Sunday, April 16, 2006

dc space


My running joke on this project of seeing what has happened to important, former underground music venues, is that they would all now be Starbucks. In the case of dc space, at 7th and E Streets, the joke proved true.

This location is only about a block away from the Verizon Center (the DC sports arena where Washington's professional basketball and hockey teams play) and a few blocks from the old 9:30 Club. This area has undergone a complete transformation since the arrival of the Verizon Center. In the early 80s, the area had been pretty much abandoned. When I lived in DC over three years ago, the area was quickly gentrifying but still had gaps of boarded up or decrepit buildings. In other words, you could still see the past if you looked around. Today, the redevelopment of the area is almost complete with restaurants, shops, bar, and expensive apartments. It always surprised me that this area had fallen into disrepair since it was the historical business center of DC and so close to the modern business center of DC.

dc space, formally District Creative Space, opened in late '77. Originally hosting jazz, poetry and performance art, it soon became an important place for DC's growing punk scene. According to Dance of Days, Bad Brains was banned from playing the second floor performance area because the energetic dancing of the crowd threatened the collapse the 19th century floor.

dc space shut its doors '91. Posted by Picasa

Tuesday, March 14, 2006


For a while now, I have been thinking about finding the locations of famous sites in New York punk history and photographing what has become of them now. I just don't have a real sense of where places like the Mudd Club or Max's or the The Kitchen were, and it would help me to better understand the music and the city to locate them.
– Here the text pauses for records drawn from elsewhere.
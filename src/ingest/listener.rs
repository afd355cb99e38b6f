//! Upstream accept loop
//!
//! The protocol carries no stream identifier, so only one producer can be
//! served at a time. Each connection is handled inline: the next `accept`
//! happens only after the previous session has fully ended.

use std::net::SocketAddr;
use std::sync::Arc;

use tokio::net::{TcpListener, TcpStream};

use crate::error::Result;
use crate::server::config::ServerConfig;
use crate::state::RelayState;

use super::session::IngestSession;

/// Accepts producer connections one at a time
pub struct IngestListener {
    listener: TcpListener,
    config: ServerConfig,
    state: Arc<RelayState>,
}

impl IngestListener {
    /// Bind to `config.ingest_addr`
    pub async fn bind(config: ServerConfig, state: Arc<RelayState>) -> Result<Self> {
        let listener = TcpListener::bind(config.ingest_addr).await?;
        Ok(Self::from_listener(listener, config, state))
    }

    pub fn from_listener(listener: TcpListener, config: ServerConfig, state: Arc<RelayState>) -> Self {
        Self {
            listener,
            config,
            state,
        }
    }

    pub fn local_addr(&self) -> Result<SocketAddr> {
        Ok(self.listener.local_addr()?)
    }

    /// Run the accept loop forever
    pub async fn run(self) {
        if let Ok(addr) = self.listener.local_addr() {
            tracing::info!(addr = %addr, "Waiting for producer");
        }

        loop {
            match self.listener.accept().await {
                Ok((socket, peer_addr)) => {
                    self.handle_connection(socket, peer_addr).await;
                    tracing::info!("Producer connection closed, waiting for a new one");
                }
                Err(e) => {
                    tracing::error!(error = %e, "Failed to accept producer connection");
                }
            }
        }
    }

    async fn handle_connection(&self, socket: TcpStream, peer_addr: SocketAddr) {
        tracing::info!(peer = %peer_addr, "Producer connected");
        self.state.stats.record_producer_session();

        if let Err(e) = self.configure_socket(&socket) {
            tracing::error!(error = %e, "Failed to configure socket");
            return;
        }

        let mut session = IngestSession::new(
            socket,
            peer_addr,
            self.config.decoder_config(),
            Arc::clone(&self.state),
        )
        .progress_interval(self.config.progress_interval);

        match session.run().await {
            Ok(()) => {
                tracing::info!(peer = %peer_addr, "Producer disconnected");
            }
            Err(e) => {
                tracing::warn!(peer = %peer_addr, error = %e, "Producer connection aborted");
            }
        }

        let stats = session.stats();
        tracing::debug!(
            peer = %peer_addr,
            frames = stats.frames,
            configs = stats.configs,
            bytes = stats.bytes_received,
            resyncs = stats.resyncs,
            dropped = stats.dropped_frames,
            bitrate = stats.bitrate(),
            "Session summary"
        );
        // socket dropped with the session, closing the connection
    }

    fn configure_socket(&self, socket: &TcpStream) -> std::io::Result<()> {
        if self.config.tcp_nodelay {
            socket.set_nodelay(true)?;
        }
        Ok(())
    }
}
//! Broadcast fan-out from the single producer to HTTP consumers
//!
//! Every consumer owns a bounded queue. Publishing is a non-blocking
//! `try_send` into each queue; a full queue means the consumer has stalled and
//! it is evicted from the registry instead of slowing the producer down.
//!
//! ```text
//!                         Arc<Fanout>
//!                ┌──────────────────────────┐
//!                │ subscribers: HashMap<Id, │
//!                │   mpsc::Sender<Bytes>    │
//!                │ >   (capacity 300 each)  │
//!                └────────────┬─────────────┘
//!                             │
//!        ┌────────────────────┼────────────────────┐
//!        │                    │                    │
//!        ▼                    ▼                    ▼
//!   [Ingest]           [Subscription]       [Subscription]
//!   publish()          rx.recv()            rx.recv()
//!        │                    │                    │
//!        └──► try_send ───────┴──► HTTP body ──► TCP
//! ```
//!
//! Chunks are `bytes::Bytes`, so every queue shares the same allocation.

pub mod config;
pub mod store;
pub mod subscription;

pub use config::FanoutConfig;
pub use store::{Fanout, PublishOutcome, SubscriberId};
pub use subscription::Subscription;
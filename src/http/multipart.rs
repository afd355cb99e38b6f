//! Multipart JPEG responder (transcoding variant)
//!
//! Each part:
//!
//! ```text
//! --frame\r\n
//! Content-Type: image/jpeg\r\n
//! Content-Length: <n>\r\n
//! \r\n
//! <n bytes>\r\n
//! ```
//!
//! The latest-frame cell is sampled on a fixed tick, so consumers get at most
//! one part per tick whatever the producer's frame rate.

use std::convert::Infallible;
use std::net::SocketAddr;
use std::sync::Arc;
use std::time::Duration;

use axum::body::Body;
use axum::http::{header, StatusCode};
use axum::response::{IntoResponse, Response};
use bytes::{BufMut, Bytes, BytesMut};
use tokio::time::MissedTickBehavior;
use tokio_stream::wrappers::IntervalStream;
use tokio_stream::StreamExt;

use crate::state::RelayState;

use super::{ConsumerStream, EgressConfig};

/// Multipart boundary token
pub const BOUNDARY: &str = "frame";

/// Wrap one encoded image as a multipart part
pub fn encode_part(image: &[u8], content_type: &str) -> Bytes {
    let head = format!(
        "--{boundary}\r\nContent-Type: {content_type}\r\nContent-Length: {len}\r\n\r\n",
        boundary = BOUNDARY,
        content_type = content_type,
        len = image.len()
    );

    let mut part = BytesMut::with_capacity(head.len() + image.len() + 2);
    part.put_slice(head.as_bytes());
    part.put_slice(image);
    part.put_slice(b"\r\n");
    part.freeze()
}

/// Parts for one consumer, sampled every `interval`
///
/// Ticks with no frame in the cell yet produce nothing; the consumer just
/// waits for the next tick.
pub fn part_stream(
    relay: Arc<RelayState>,
    interval: Duration,
    peer: SocketAddr,
) -> ConsumerStream {
    let mut ticker = tokio::time::interval(interval.max(Duration::from_millis(1)));
    ticker.set_missed_tick_behavior(MissedTickBehavior::Delay);

    let content_type = relay
        .encoder()
        .map_or("image/jpeg", |encoder| encoder.content_type());

    let parts = IntervalStream::new(ticker).filter_map(move |_| {
        relay
            .latest_frame
            .latest_encoded()
            .map(|image| encode_part(&image, content_type))
    });

    ConsumerStream::new(parts, peer, None)
}

/// Build the multipart response
pub fn respond(relay: Arc<RelayState>, config: &EgressConfig, peer: SocketAddr) -> Response {
    let body = part_stream(relay, config.frame_interval, peer).map(Ok::<_, Infallible>);

    Response::builder()
        .status(StatusCode::OK)
        .header(
            header::CONTENT_TYPE,
            format!("multipart/x-mixed-replace; boundary={BOUNDARY}"),
        )
        .header(header::CACHE_CONTROL, "no-cache")
        .body(Body::from_stream(body))
        .unwrap_or_else(|e| {
            tracing::error!(error = %e, "Failed to build multipart response");
            StatusCode::INTERNAL_SERVER_ERROR.into_response()
        })
}

#[cfg(test)]
mod tests {
    use super::*;
    use crate::fanout::FanoutConfig;
    use crate::protocol::Dimensions;

    fn peer() -> SocketAddr {
        "127.0.0.1:50001".parse().unwrap()
    }

    #[test]
    fn test_encode_part() {
        let part = encode_part(b"JPEGDATA", "image/jpeg");

        assert_eq!(
            &part[..],
            &b"--frame\r\nContent-Type: image/jpeg\r\nContent-Length: 8\r\n\r\nJPEGDATA\r\n"[..]
        );
    }

    #[tokio::test(start_paused = true)]
    async fn test_waits_for_first_frame() {
        let relay = Arc::new(RelayState::relay(FanoutConfig::default()));

        let stream = part_stream(Arc::clone(&relay), Duration::from_millis(33), peer());
        tokio::pin!(stream);

        let writer = Arc::clone(&relay);
        tokio::spawn(async move {
            tokio::time::sleep(Duration::from_millis(200)).await;
            writer
                .latest_frame
                .store(Bytes::from_static(b"img"), Bytes::new(), Dimensions::new(1, 1));
        });

        let part = stream.next().await.unwrap();
        assert!(part.ends_with(b"img\r\n"));
    }

    #[tokio::test(start_paused = true)]
    async fn test_repeats_latest_frame() {
        let relay = Arc::new(RelayState::relay(FanoutConfig::default()));
        relay
            .latest_frame
            .store(Bytes::from_static(b"one"), Bytes::new(), Dimensions::new(1, 1));

        let stream = part_stream(Arc::clone(&relay), Duration::from_millis(33), peer());
        tokio::pin!(stream);

        let first = stream.next().await.unwrap();
        let second = stream.next().await.unwrap();
        assert_eq!(first, second);

        relay
            .latest_frame
            .store(Bytes::from_static(b"two"), Bytes::new(), Dimensions::new(1, 1));
        let third = stream.next().await.unwrap();
        assert!(third.ends_with(b"two\r\n"));
    }

    #[tokio::test]
    async fn test_response_headers() {
        let relay = Arc::new(RelayState::relay(FanoutConfig::default()));
        let config = EgressConfig::from(&crate::server::ServerConfig::default());

        let response = respond(relay, &config, peer());

        assert_eq!(response.status(), StatusCode::OK);
        assert_eq!(
            response.headers()[header::CONTENT_TYPE],
            "multipart/x-mixed-replace; boundary=frame"
        );
    }
}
However, I have not gotten a chance to start this project.

On a related note, I was recently on an extended business trip in DC, so I decided to figure out where a number of the venues for early DC punk were. Above is the location of the original Madam's Organ at 2318 18th St., NW. There is a bar by the same name today, across the street about a block and a half up, but the original Madam's Organ was formed by dissident students from the Corcoran School of Art. It later developed into a sort of Yippie collective. The Yippies let the punk kids put on shows, and it was about the only place bands like Bad Brains could play. The collective shut its doors in 1980.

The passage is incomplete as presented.